Data listing START

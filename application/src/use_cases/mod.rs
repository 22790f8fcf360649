//! Use cases
//!
//! Application-level operations that orchestrate domain logic.

pub mod catalog;
pub mod consensus;
pub mod error;
pub mod round_queries;
pub(crate) mod shared;
pub mod story_locks;
pub mod submit_vote;
pub mod task_report;

#[cfg(test)]
pub(crate) mod test_support;
//! Logging configuration from TOML (`[logging]` section)

use serde::{Deserialize, Serialize};
use std::path::PathBuf;

/// Raw logging configuration from TOML
#[derive(Debug, Clone, Default, PartialEq, Serialize, Deserialize)]
#[serde(default)]
pub struct FileLoggingConfig {
    /// Directory for daily rotated log files; stderr only when unset
    pub dir: Option<PathBuf>,
}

Data listing END

**Aim of the exercise**:
Transcribe, word for word, the data above from its first line through the line with "pub mod submit_vote;", and include nothing else.

**Your solution**:
filename application/src/use_cases/mod.rs
repository 22790f8fcf360649
//! Use cases
//!
//! Application-level operations that orchestrate domain logic.

pub mod catalog;
pub mod consensus;
pub mod error;
pub mod round_queries;
pub(crate) mod shared;
pub mod story_locks;
pub mod submit_vote;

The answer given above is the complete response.